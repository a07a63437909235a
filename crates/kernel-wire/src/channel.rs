//! Transport-agnostic message channels.
//!
//! A [`WireMessageChannel`] is a duplex stream of [`JupyterMessage`]s. The
//! consumer never sees the transport behind it: the same API covers a ZMQ
//! connection to a live kernel and an in-memory pair used by tests and
//! fakes. Closing the underlying transport surfaces as `recv()` returning
//! `None`; it is never an error.

use jupyter_protocol::{ConnectionInfo, JupyterMessage};
use log::{debug, warn};
use thiserror::Error;
use tokio::sync::mpsc;
use tokio::task::JoinHandle;

/// The channel's peer is gone and the message was not delivered.
#[derive(Debug, Error)]
#[error("wire channel closed")]
pub struct ChannelClosed(pub Box<JupyterMessage>);

/// Sending half of a wire channel. Cheap to clone; sends never block.
#[derive(Clone)]
pub struct WireSender {
    tx: mpsc::UnboundedSender<JupyterMessage>,
}

impl WireSender {
    pub fn send(&self, message: JupyterMessage) -> Result<(), ChannelClosed> {
        self.tx
            .send(message)
            .map_err(|e| ChannelClosed(Box::new(e.0)))
    }

    pub fn is_closed(&self) -> bool {
        self.tx.is_closed()
    }
}

/// Receiving half of a wire channel.
pub struct WireReceiver {
    rx: mpsc::UnboundedReceiver<JupyterMessage>,
}

impl WireReceiver {
    /// Receive the next message. `None` means the channel is closed.
    pub async fn recv(&mut self) -> Option<JupyterMessage> {
        self.rx.recv().await
    }
}

/// A duplex message stream over an unspecified transport.
pub struct WireMessageChannel {
    sender: WireSender,
    receiver: WireReceiver,
    pumps: Vec<JoinHandle<()>>,
}

impl WireMessageChannel {
    /// Two channels wired back to back: whatever one sends, the other
    /// receives. Used by tests and fake transports.
    pub fn pair() -> (WireMessageChannel, WireMessageChannel) {
        let (a_tx, a_rx) = mpsc::unbounded_channel();
        let (b_tx, b_rx) = mpsc::unbounded_channel();
        let a = WireMessageChannel {
            sender: WireSender { tx: b_tx },
            receiver: WireReceiver { rx: a_rx },
            pumps: Vec::new(),
        };
        let b = WireMessageChannel {
            sender: WireSender { tx: a_tx },
            receiver: WireReceiver { rx: b_rx },
            pumps: Vec::new(),
        };
        (a, b)
    }

    /// Open the shell channel of a kernel over ZMQ.
    ///
    /// Uses a deterministic dealer identity derived from the session id so
    /// that a reconnecting client picks up replies addressed to it.
    pub async fn zmq_shell(
        connection_info: &ConnectionInfo,
        session_id: &str,
    ) -> anyhow::Result<WireMessageChannel> {
        let identity = runtimelib::peer_identity_for_session(session_id)?;
        let shell = runtimelib::create_client_shell_connection_with_identity(
            connection_info,
            session_id,
            identity,
        )
        .await?;
        let (mut shell_writer, mut shell_reader) = shell.split();

        let (out_tx, mut out_rx) = mpsc::unbounded_channel::<JupyterMessage>();
        let (in_tx, in_rx) = mpsc::unbounded_channel::<JupyterMessage>();

        let writer_pump = tokio::spawn(async move {
            while let Some(message) = out_rx.recv().await {
                if let Err(e) = shell_writer.send(message).await {
                    warn!("[wire] shell write failed: {e}");
                    break;
                }
            }
        });
        let reader_pump = tokio::spawn(async move {
            loop {
                match shell_reader.read().await {
                    Ok(message) => {
                        if in_tx.send(message).is_err() {
                            break;
                        }
                    }
                    Err(e) => {
                        debug!("[wire] shell read ended: {e}");
                        break;
                    }
                }
            }
        });

        Ok(WireMessageChannel {
            sender: WireSender { tx: out_tx },
            receiver: WireReceiver { rx: in_rx },
            pumps: vec![writer_pump, reader_pump],
        })
    }

    /// Subscribe to the iopub channel of a kernel over ZMQ.
    ///
    /// Iopub is receive-only: sends on the returned channel fail with
    /// [`ChannelClosed`].
    pub async fn zmq_iopub(
        connection_info: &ConnectionInfo,
        session_id: &str,
    ) -> anyhow::Result<WireMessageChannel> {
        let mut iopub =
            runtimelib::create_client_iopub_connection(connection_info, "", session_id).await?;

        let (out_tx, out_rx) = mpsc::unbounded_channel::<JupyterMessage>();
        // Receive-only: drop the outbound receiver so sends error out.
        drop(out_rx);
        let (in_tx, in_rx) = mpsc::unbounded_channel::<JupyterMessage>();

        let reader_pump = tokio::spawn(async move {
            loop {
                match iopub.read().await {
                    Ok(message) => {
                        if in_tx.send(message).is_err() {
                            break;
                        }
                    }
                    Err(e) => {
                        debug!("[wire] iopub read ended: {e}");
                        break;
                    }
                }
            }
        });

        Ok(WireMessageChannel {
            sender: WireSender { tx: out_tx },
            receiver: WireReceiver { rx: in_rx },
            pumps: vec![reader_pump],
        })
    }

    pub fn sender(&self) -> WireSender {
        self.sender.clone()
    }

    /// Receive the next message. `None` means the channel is closed.
    pub async fn recv(&mut self) -> Option<JupyterMessage> {
        self.receiver.recv().await
    }

    pub fn send(&self, message: JupyterMessage) -> Result<(), ChannelClosed> {
        self.sender.send(message)
    }

    /// Tear down the transport pumps. In-memory pairs close when dropped.
    pub fn close(&mut self) {
        for pump in self.pumps.drain(..) {
            pump.abort();
        }
    }
}

impl Drop for WireMessageChannel {
    fn drop(&mut self) {
        self.close();
    }
}

#[cfg(test)]
mod tests {
    use super::*;
    use jupyter_protocol::KernelInfoRequest;

    fn message() -> JupyterMessage {
        KernelInfoRequest::default().into()
    }

    #[tokio::test]
    async fn test_pair_delivers_both_directions() {
        let (mut a, mut b) = WireMessageChannel::pair();
        let sent = message();
        a.send(sent.clone()).unwrap();
        let got = b.recv().await.unwrap();
        assert_eq!(got.header.msg_id, sent.header.msg_id);

        let back = message();
        b.send(back.clone()).unwrap();
        let got = a.recv().await.unwrap();
        assert_eq!(got.header.msg_id, back.header.msg_id);
    }

    #[tokio::test]
    async fn test_recv_returns_none_after_peer_drops() {
        let (mut a, b) = WireMessageChannel::pair();
        drop(b);
        assert!(a.recv().await.is_none());
    }

    #[tokio::test]
    async fn test_send_after_peer_drop_returns_message() {
        let (a, b) = WireMessageChannel::pair();
        drop(b);
        let sent = message();
        let err = a.send(sent.clone()).unwrap_err();
        assert_eq!(err.0.header.msg_id, sent.header.msg_id);
    }

    #[tokio::test]
    async fn test_messages_arrive_in_send_order() {
        let (a, mut b) = WireMessageChannel::pair();
        let first = message();
        let second = message();
        a.send(first.clone()).unwrap();
        a.send(second.clone()).unwrap();
        assert_eq!(b.recv().await.unwrap().header.msg_id, first.header.msg_id);
        assert_eq!(b.recv().await.unwrap().header.msg_id, second.header.msg_id);
    }
}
——
--- THE PROBLEM ---
Using the data above, extract exactly the lines from the one that holds "async fn test_recv_returns_none_after_peer_drops()" to the one that holds "async fn test_send_after_peer_drop_returns_message()", both ends included, and no others.

--- SOLUTION TO THE EXERCISE ---
    async fn test_recv_returns_none_after_peer_drops() {
        let (mut a, b) = WireMessageChannel::pair();
        drop(b);
        assert!(a.recv().await.is_none());
    }

    #[tokio::test]
    async fn test_send_after_peer_drop_returns_message() {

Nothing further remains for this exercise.